David Mitchell uses Twitter, too. Mitchell also uses his Twitter feed to tell us where he is and where he’s going to be. But he does himself. And he does it in a way that’s self-deprecating and humble, but it makes you laugh. He engages with his followers. He’s almost apologetic about it all, and freely admits that he doesn’t get it. The irony is: he does. Better than most.

Frankie, here’s a tip for the next time your management team decides to update, whenever that may be. Stop them. Tell them you’ll take care of it yourself. And then dip a toe into the water. It’s fine to tell us what you’re doing and where you’re going to be performing next on your tour. You’re running a business. We expect that. What doesn’t work is using Twitter in a really casual way just to give the impression that you’re in the loop. You’d be far better off not being on Twitter, and being all aloof and mysterious, even dismissive, than doing this.

Because when we subscribe to your tweets, it isn’t you we’re getting. It’s somebody else. And nobody wants that.

A Word About (Bad) Customer Service

In case you hadn’t noticed, Twittercism has been down the last few days.

A lot.

It’s been up some of the time, too, but that was only through sheer perseverance on my part. You see, the problem was caused entirely by my web host, 1&1 Internet UK.

On Tuesday, this site suddenly went dead, with no obvious reason. The blog couldn’t connect to the database that powers it, and when I checked my control panel, I was informed that this was because the database had been closed.

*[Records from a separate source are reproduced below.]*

use std::collections::BTreeMap;
use std::path::Path;

use sheetloc_catalog::{list_categories, load_catalog};
use sheetloc_config::RunConfig;
use sheetloc_core::{persisted_order, Catalog, ExportSet, Mode, Result};
use sheetloc_domain::{ExportSummary, SheetStat, WorkbookStat, SCHEMA_VERSION};
use sheetloc_workbook::{SheetData, WorkbookWriter};

use crate::report::{Event, Reporter};
use crate::selector::Selector;

/// Collect catalog entries for every selected (language, category) pair.
///
/// A category appears in the result as soon as its catalog file is found and
/// selected, even when `mode` filters out every entry; it then becomes an
/// empty sheet. A catalog that cannot be loaded is reported and left out; the
/// other categories are still exported. The empty key is never exported.
pub fn build_export_set(
    cfg: &RunConfig,
    selector: &Selector,
    mode: Mode,
    reporter: &mut dyn Reporter,
) -> Result<ExportSet> {
    let mut export = ExportSet::new();
    for language in &cfg.languages {
        if !selector.language_included(language) {
            reporter.report(Event::LanguageSkipped {
                language: language.clone(),
            });
            continue;
        }
        for category in list_categories(&cfg.language_dir(language)) {
            if !selector.category_included(&category) {
                reporter.report(Event::CategorySkipped {
                    language: language.clone(),
                    category,
                });
                continue;
            }
            let path = cfg.catalog_path(language, &category);
            let mut catalog = match load_catalog(&path) {
                Ok(catalog) => catalog,
                Err(err) => {
                    tracing::error!(event = "catalog_failed", path = %path.display(), error = %err);
                    reporter.report(Event::CatalogFailed {
                        path,
                        error: err.to_string(),
                    });
                    continue;
                }
            };
            // A blank source cell reads back as absent and would end the sheet.
            if catalog.remove("").is_some() {
                tracing::warn!(event = "empty_key_skipped", language = %language, category = %category);
                reporter.report(Event::EmptyKeySkipped {
                    language: language.clone(),
                    category: category.clone(),
                });
            }
            let sheet = export
                .entry(language.clone())
                .or_default()
                .entry(category)
                .or_default();
            let before = sheet.len();
            sheet.extend(catalog.into_iter().filter(|(_, v)| mode.selects(v)));
            tracing::debug!(event = "export_catalog_read", path = %path.display(), selected = sheet.len() - before);
            reporter.report(Event::CatalogRead {
                entries: sheet.len() - before,
                path,
            });
        }
    }
    Ok(export)
}

/// Turn one language of an export set into sheets, in category order, rows in
/// persisted catalog order.
pub fn sheets_for(categories: &BTreeMap<String, Catalog>) -> Vec<SheetData> {
    categories
        .iter()
        .map(|(category, catalog)| SheetData {
            name: category.clone(),
            rows: persisted_order(catalog)
                .into_iter()
                .map(|(k, v)| (k.to_string(), v.to_string()))
                .collect(),
        })
        .collect()
}

/// Write one workbook per language into `out_dir` as `<language>.<ext>`.
pub fn write_export_set(
    export: &ExportSet,
    out_dir: &Path,
    mode: Mode,
    writer: &dyn WorkbookWriter,
    reporter: &mut dyn Reporter,
) -> Result<ExportSummary> {
    let mut summary = ExportSummary {
        schema_version: SCHEMA_VERSION,
        mode: mode.to_string(),
        rows: 0,
        workbooks: Vec::new(),
    };
    for (language, categories) in export {
        let path = out_dir.join(format!("{language}.{}", writer.extension()));
        let sheets = sheets_for(categories);
        writer.write(&path, &sheets)?;
        tracing::info!(event = "workbook_written", language = %language, path = %path.display(), sheets = sheets.len());
        reporter.report(Event::WorkbookWritten {
            language: language.clone(),
            path: path.clone(),
            sheets: sheets.len(),
        });
        let stats: Vec<SheetStat> = sheets
            .iter()
            .map(|s| SheetStat {
                category: s.name.clone(),
                rows: s.rows.len(),
            })
            .collect();
        summary.rows += stats.iter().map(|s| s.rows).sum::<usize>();
        summary.workbooks.push(WorkbookStat {
            language: language.clone(),
            path: path.display().to_string(),
            sheets: stats,
        });
    }
    Ok(summary)
}

/// Full export run. An empty export set is a normal outcome: nothing is
/// written and the summary lists no workbooks.
pub fn export_workbooks(
    cfg: &RunConfig,
    selector: &Selector,
    mode: Mode,
    out_dir: &Path,
    writer: &dyn WorkbookWriter,
    reporter: &mut dyn Reporter,
) -> Result<ExportSummary> {
    let export = build_export_set(cfg, selector, mode, reporter)?;
    if export.is_empty() {
        reporter.report(Event::NothingToExport);
        return Ok(ExportSummary {
            schema_version: SCHEMA_VERSION,
            mode: mode.to_string(),
            rows: 0,
            workbooks: Vec::new(),
        });
    }
    write_export_set(&export, out_dir, mode, writer, reporter)
}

So, I called 1&1. 1&1 are notorious for their bad technical support, but in case you’re not familiar with the process, I’ll lay it out for you here.

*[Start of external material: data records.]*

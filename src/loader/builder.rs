//! Loader Builder
//!
//! The host picks the concrete collaborators here at startup.

use super::{ConfigLoader, LoaderSettings};
use crate::cache::{Clock, SystemClock, ValueCache};
use crate::overlay::{ExclusionList, ExclusionPolicy, NoExclusions, NoOverlay, Overlay};
use crate::resolve::ExtensionResolver;
use crate::source::{DirBundle, EmbeddedBundle, ResourceBundle, SourceLocator};
use std::sync::Arc;

/// Assembles a [`ConfigLoader`] from its parts
pub struct ConfigLoaderBuilder {
    externalized_dirs: Vec<String>,
    bundle: Arc<dyn ResourceBundle>,
    overlay: Arc<dyn Overlay>,
    exclusions: Arc<dyn ExclusionPolicy>,
    clock: Arc<dyn Clock>,
}

impl Default for ConfigLoaderBuilder {
    fn default() -> Self {
        Self {
            externalized_dirs: vec![String::new()],
            bundle: Arc::new(EmbeddedBundle::new()),
            overlay: Arc::new(NoOverlay),
            exclusions: Arc::new(NoExclusions),
            clock: Arc::new(SystemClock),
        }
    }
}

impl ConfigLoaderBuilder {
    pub fn new() -> Self {
        Self::default()
    }

    /// Start from settings: externalized dirs, a directory bundle and an exclusion list
    pub fn from_settings(settings: LoaderSettings) -> Self {
        Self::default()
            .externalized_dirs(settings.externalized_dirs)
            .bundle(DirBundle::new(settings.bundle_root))
            .exclusions(ExclusionList::new(settings.exclusions))
    }

    pub fn externalized_dirs<I, S>(mut self, dirs: I) -> Self
    where
        I: IntoIterator<Item = S>,
        S: Into<String>,
    {
        self.externalized_dirs = dirs.into_iter().map(Into::into).collect();
        self
    }

    pub fn bundle(mut self, bundle: impl ResourceBundle + 'static) -> Self {
        self.bundle = Arc::new(bundle);
        self
    }

    pub fn shared_bundle(mut self, bundle: Arc<dyn ResourceBundle>) -> Self {
        self.bundle = bundle;
        self
    }

    pub fn overlay(mut self, overlay: impl Overlay + 'static) -> Self {
        self.overlay = Arc::new(overlay);
        self
    }

    pub fn exclusions(mut self, exclusions: impl ExclusionPolicy + 'static) -> Self {
        self.exclusions = Arc::new(exclusions);
        self
    }

    pub fn clock(mut self, clock: Arc<dyn Clock>) -> Self {
        self.clock = clock;
        self
    }

    pub fn build(self) -> ConfigLoader {
        let locator = SourceLocator::new(self.externalized_dirs, self.bundle);
        let resolver = ExtensionResolver::new(locator, self.overlay, self.exclusions);
        ConfigLoader::new(resolver, ValueCache::new(self.clock))
    }
}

There are three tiers of customer support found in most technical organisations. The first level deals with the high-frequency but basic queries that can be solved fairly easily. If level one can’t handle the problem, they bump it up to level two.

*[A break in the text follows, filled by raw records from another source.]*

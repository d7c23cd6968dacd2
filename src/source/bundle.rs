//! Resource Bundles
//!
//! A bundle is the set of config resources shipped with the application.
//! It is searched after every externalized directory has missed.

use std::collections::HashMap;
use std::io;
use std::path::{Path, PathBuf};

/// Read-only access to resources packaged with the application
pub trait ResourceBundle: Send + Sync {
    /// Read a resource by its bundle-relative name.
    ///
    /// Returns `Ok(None)` when the resource does not exist. Any other I/O
    /// failure is returned as an error and treated by the locator as a miss.
    fn read(&self, resource: &str) -> io::Result<Option<Vec<u8>>>;

    /// Human-readable location used in log messages
    fn describe(&self) -> String;
}

/// Bundle backed by a resource directory on disk
#[derive(Debug, Clone)]
pub struct DirBundle {
    root: PathBuf,
}

impl DirBundle {
    pub fn new(root: impl Into<PathBuf>) -> Self {
        Self { root: root.into() }
    }

    pub fn root(&self) -> &Path {
        &self.root
    }
}

impl ResourceBundle for DirBundle {
    fn read(&self, resource: &str) -> io::Result<Option<Vec<u8>>> {
        match std::fs::read(self.root.join(resource)) {
            Ok(bytes) => Ok(Some(bytes)),
            Err(e) if e.kind() == io::ErrorKind::NotFound => Ok(None),
            Err(e) => Err(e),
        }
    }

    fn describe(&self) -> String {
        self.root.display().to_string()
    }
}

/// Bundle held in memory, for resources compiled into the binary
#[derive(Debug, Clone, Default)]
pub struct EmbeddedBundle {
    resources: HashMap<String, Vec<u8>>,
}

impl EmbeddedBundle {
    pub fn new() -> Self {
        Self::default()
    }

    /// Register a resource under a bundle-relative name such as `config/app.yml`
    pub fn with(mut self, name: impl Into<String>, content: impl Into<Vec<u8>>) -> Self {
        self.insert(name, content);
        self
    }

    pub fn insert(&mut self, name: impl Into<String>, content: impl Into<Vec<u8>>) {
        self.resources.insert(name.into(), content.into());
    }

    pub fn len(&self) -> usize {
        self.resources.len()
    }

    pub fn is_empty(&self) -> bool {
        self.resources.is_empty()
    }
}

impl ResourceBundle for EmbeddedBundle {
    fn read(&self, resource: &str) -> io::Result<Option<Vec<u8>>> {
        Ok(self.resources.get(resource).cloned())
    }

    fn describe(&self) -> String {
        format!("embedded bundle ({} resources)", self.resources.len())
    }
}

#[cfg(test)]
mod tests {
    use super::*;
    use tempfile::TempDir;

    #[test]
    fn test_dir_bundle_reads_nested_resource() {
        let temp_dir = TempDir::new().unwrap();
        std::fs::create_dir(temp_dir.path().join("config")).unwrap();
        std::fs::write(temp_dir.path().join("config/app.yml"), "a: 1").unwrap();

        let bundle = DirBundle::new(temp_dir.path());
        assert_eq!(bundle.read("config/app.yml").unwrap(), Some(b"a: 1".to_vec()));
        assert_eq!(bundle.read("app.yml").unwrap(), None);
    }

    #[test]
    fn test_embedded_bundle_lookup() {
        let bundle = EmbeddedBundle::new()
            .with("app.yml", "a: 1")
            .with("config/db.json", "{}");

        assert_eq!(bundle.len(), 2);
        assert_eq!(bundle.read("config/db.json").unwrap(), Some(b"{}".to_vec()));
        assert!(bundle.read("db.json").unwrap().is_none());
    }
}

Level two represents a smaller but more technically-proficient team than can provide more in-depth support.

Level three is the technical support cream of the crop; there might only be a handful of these guys, but they know everything.

At least, on paper. That’s the system. It’s flawed and ugly but it works for most of the people most of the time, simply because something like 70-80 per cent of all technical problems are solved by the team in level one. Why? Because they are predominately dealing with queries such as, “Does Google have a website?”

It gets awkward when you have a level three problem. It gets really awkward when you know it’s a level three problem, but you still have to start with the people in level one. Here’s what happens:

  1. You spend 20 minutes on the phone with level one, explaining your problem
  2. They can’t handle it, so they transfer you to level two
  3. You spend 20 minutes on the phone with level two, explaining your problem
  4. They can’t handle it, so they transfer you to level three
  5. You spend 20 minutes on the phone with level three, explaining your problem
  6. They (hopefully) fix it

All this on a premium line. But what if they can’t fix it? What if they won’t, because they were the ones who caused the problem?